This lesser yang noodle dish is adapted from “Noodles Every Day” by Corinne Trang. But unlike the lesser yin recipe below, there are lots of substitutions: grape juice for sugar, white wine for sake, and almonds for walnuts. I also left out the ginger. The nice thing about Japanese food is that it doesn’t always contain garlic and onion. Oh, and it’s yummy?
Soba is a noodle made with buckwheat and wheat. The amount of wheat will not be too warming but if you want to eliminate it or if you must because of gluten issues, Eden makes 100% buckwheat noodles. Be careful though some of the packages say 100% organic, which can be confusing.

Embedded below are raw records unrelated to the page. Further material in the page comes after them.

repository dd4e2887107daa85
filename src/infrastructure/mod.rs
pub mod db;
pub mod storage;
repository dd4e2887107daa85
use crate::modules::auth::dto::TokenClaims;
use crate::modules::auth::model::UserRole;
use crate::common::response::ApiError;
use axum::{
    extract::{Request, Extension},
    http::StatusCode,
    middleware::Next,
    response::Response,
};

pub async fn admin_guard(
    Extension(claims): Extension<TokenClaims>,
    req: Request,
    next: Next,
) -> Result<Response, ApiError> {
    if claims.role != UserRole::Admin.as_str() {
        return Err(ApiError("Forbidden: Admin access required".to_string(), StatusCode::FORBIDDEN));
    }

    Ok(next.run(req).await)
}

3 Tbs. concentrated grape juice
¼ cup dry white wine
3 Tbs. mirin
2 Tbs. rice vinegar
1/3 cup white miso
¼ cup vegetable oil
10 ounces dried soba noodles
36 medium asparagus spears, woody ends snapped or cut off
18 sea scallops
12 almonds, lightly toasted and coarsely chopped
In a bowl, whisk together the grape juice, wine, mirin, and rice vinegar. Add the white miso and 1 tablespoon of the oil and whisk until well combined. Set the miso glaze aside.

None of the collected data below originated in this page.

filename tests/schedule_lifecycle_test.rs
use chrono::{NaiveDate, Utc};
use flyerops_api::{
    db::{create_db_pool, run_migrations},
    entities::distribution_item,
    errors::ServiceError,
    services::schedules::{
        CreateScheduleRequest, ScheduleService, UpdateScheduleRequest,
    },
};
use sea_orm::{ActiveModelTrait, ColumnTrait, DatabaseConnection, EntityTrait, QueryFilter, Set};
use std::{env, sync::Arc};
use uuid::Uuid;

fn date(y: i32, m: u32, d: u32) -> NaiveDate {
    NaiveDate::from_ymd_opt(y, m, d).expect("valid date")
}

async fn seed_item(db: &DatabaseConnection, schedule_id: Uuid, slot_index: i32) -> Uuid {
    let id = Uuid::new_v4();
    distribution_item::ActiveModel {
        id: Set(id),
        schedule_id: Set(schedule_id),
        slot_index: Set(slot_index),
        order_id: Set(Uuid::new_v4()),
        flyer_id: Set(Uuid::new_v4()),
        customer_id: Set(Uuid::new_v4()),
        area_id: Set(Uuid::new_v4()),
        flyer_name: Set("Test Flyer".to_string()),
        flyer_code: Set("FLY-T".to_string()),
        method: Set("door_to_door".to_string()),
        planned_count: Set(100),
        start_date: Set(date(2025, 8, 1)),
        end_date: Set(date(2025, 8, 7)),
        spare_date: Set(None),
        created_at: Set(Utc::now()),
        updated_at: Set(None),
    }
    .insert(db)
    .await
    .expect("item insert");
    id
}

#[tokio::test]
async fn schedule_lifecycle_end_to_end() {
    env::set_var("APP__DATABASE_URL", "sqlite::memory:?cache=shared");

    let db_pool = Arc::new(create_db_pool().await.expect("Failed to create DB pool"));
    run_migrations(db_pool.as_ref())
        .await
        .expect("Failed to run migrations");
    let db = db_pool.as_ref();

    let service = ScheduleService::new(db_pool.clone(), None, 10);

    // Create with defaults: status planned, configured slot count.
    let created = service
        .create_schedule(CreateScheduleRequest {
            delivery_date: date(2025, 8, 3),
            branch_id: None,
            operator: Some("operator-a".to_string()),
            status: None,
            remarks: None,
            slot_count: None,
        })
        .await
        .expect("schedule should be created");
    assert_eq!(created.status, "planned");
    assert_eq!(created.slot_count, 10);
    assert_eq!(created.operator.as_deref(), Some("operator-a"));
    assert!(created.updated_at.is_none());

    // Explicit values stick.
    let branch = Uuid::new_v4();
    let second = service
        .create_schedule(CreateScheduleRequest {
            delivery_date: date(2025, 8, 4),
            branch_id: Some(branch),
            operator: None,
            status: Some("fixed".to_string()),
            remarks: Some("rain backup".to_string()),
            slot_count: Some(4),
        })
        .await
        .expect("second schedule should be created");
    assert_eq!(second.status, "fixed");
    assert_eq!(second.slot_count, 4);

    // Unknown statuses are rejected up front.
    let result = service
        .create_schedule(CreateScheduleRequest {
            delivery_date: date(2025, 8, 5),
            branch_id: None,
            operator: None,
            status: Some("archived".to_string()),
            remarks: None,
            slot_count: None,
        })
        .await;
    assert!(matches!(result, Err(ServiceError::InvalidStatus(_))));

    // Slot count outside 1..=100 fails validation.
    let result = service
        .create_schedule(CreateScheduleRequest {
            delivery_date: date(2025, 8, 5),
            branch_id: None,
            operator: None,
            status: None,
            remarks: None,
            slot_count: Some(0),
        })
        .await;
    assert!(matches!(result, Err(ServiceError::ValidationError(_))));

    // Get round-trip.
    let fetched = service
        .get_schedule(created.id)
        .await
        .expect("get should succeed")
        .expect("schedule should exist");
    assert_eq!(fetched.id, created.id);
    assert_eq!(fetched.delivery_date, created.delivery_date);

    assert!(service
        .get_schedule(Uuid::new_v4())
        .await
        .expect("get should succeed")
        .is_none());

    // Listing: date and branch filters, delivery-date ordering.
    let all = service
        .list_schedules(1, 50, None, None)
        .await
        .expect("list should succeed");
    assert_eq!(all.total, 2);
    assert!(all
        .schedules
        .windows(2)
        .all(|w| w[0].delivery_date <= w[1].delivery_date));

    let by_date = service
        .list_schedules(1, 50, Some(date(2025, 8, 4)), None)
        .await
        .expect("filtered list should succeed");
    assert_eq!(by_date.total, 1);
    assert_eq!(by_date.schedules[0].id, second.id);

    let by_branch = service
        .list_schedules(1, 50, None, Some(branch))
        .await
        .expect("branch list should succeed");
    assert_eq!(by_branch.total, 1);
    assert_eq!(by_branch.schedules[0].id, second.id);

    let result = service.list_schedules(0, 50, None, None).await;
    assert!(matches!(result, Err(ServiceError::ValidationError(_))));

    // Partial update touches only the supplied fields.
    let updated = service
        .update_schedule(
            created.id,
            UpdateScheduleRequest {
                status: Some("completed".to_string()),
                remarks: Some("extra crew".to_string()),
                ..Default::default()
            },
        )
        .await
        .expect("update should succeed");
    assert_eq!(updated.status, "completed");
    assert_eq!(updated.remarks.as_deref(), Some("extra crew"));
    assert_eq!(updated.delivery_date, created.delivery_date);
    assert_eq!(updated.operator.as_deref(), Some("operator-a"));
    assert_eq!(updated.slot_count, 10);
    assert!(updated.updated_at.is_some());

    let result = service
        .update_schedule(
            created.id,
            UpdateScheduleRequest {
                status: Some("bogus".to_string()),
                ..Default::default()
            },
        )
        .await;
    assert!(matches!(result, Err(ServiceError::InvalidStatus(_))));

    let result = service
        .update_schedule(Uuid::new_v4(), UpdateScheduleRequest::default())
        .await;
    assert!(matches!(result, Err(ServiceError::NotFound(_))));

    // Deleting a non-empty schedule cascades to its items; items on other
    // schedules survive.
    seed_item(db, created.id, 0).await;
    seed_item(db, created.id, 1).await;
    let survivor = seed_item(db, second.id, 0).await;

    let removed = service
        .delete_schedule(created.id)
        .await
        .expect("delete should succeed");
    assert_eq!(removed, 2);

    assert!(service
        .get_schedule(created.id)
        .await
        .expect("get should succeed")
        .is_none());

    let leftover = distribution_item::Entity::find()
        .filter(distribution_item::Column::ScheduleId.eq(created.id))
        .all(db)
        .await
        .expect("item query");
    assert!(leftover.is_empty());

    let survivor_row = distribution_item::Entity::find_by_id(survivor)
        .one(db)
        .await
        .expect("item query");
    assert!(survivor_row.is_some());

    let result = service.delete_schedule(created.id).await;
    assert!(matches!(result, Err(ServiceError::NotFound(_))));
}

Bring a large pot of water to a boil over high heat and cook the noodles until tender yet firm, about 3 minutes. Drain, shock under cold running water, and drain again.
Heat a well-oiled pan over medium heat. Brush the asparagus and scallops with all or most of the remaining 3 tablespoons of oil and season with salt to taste. Grill the asparagus first until just tender, 3 to 5 minutes total, rolling them about to heat them evenly all around. Divide and top each noodle serving with asparagus. Grill the scallops in the same pan until cooked through and crisp on each side, about 2 minutes per side. Divide the scallops among the servings of noodles, and spoon some miso glaze over each. Serve garnished with the toasted almonds.
Disclaimer: Self-diagnosis is often inaccurate and not recommended. This blog is not intended to be a substitute for personal, professional, medical advice, diagnosis or treatment.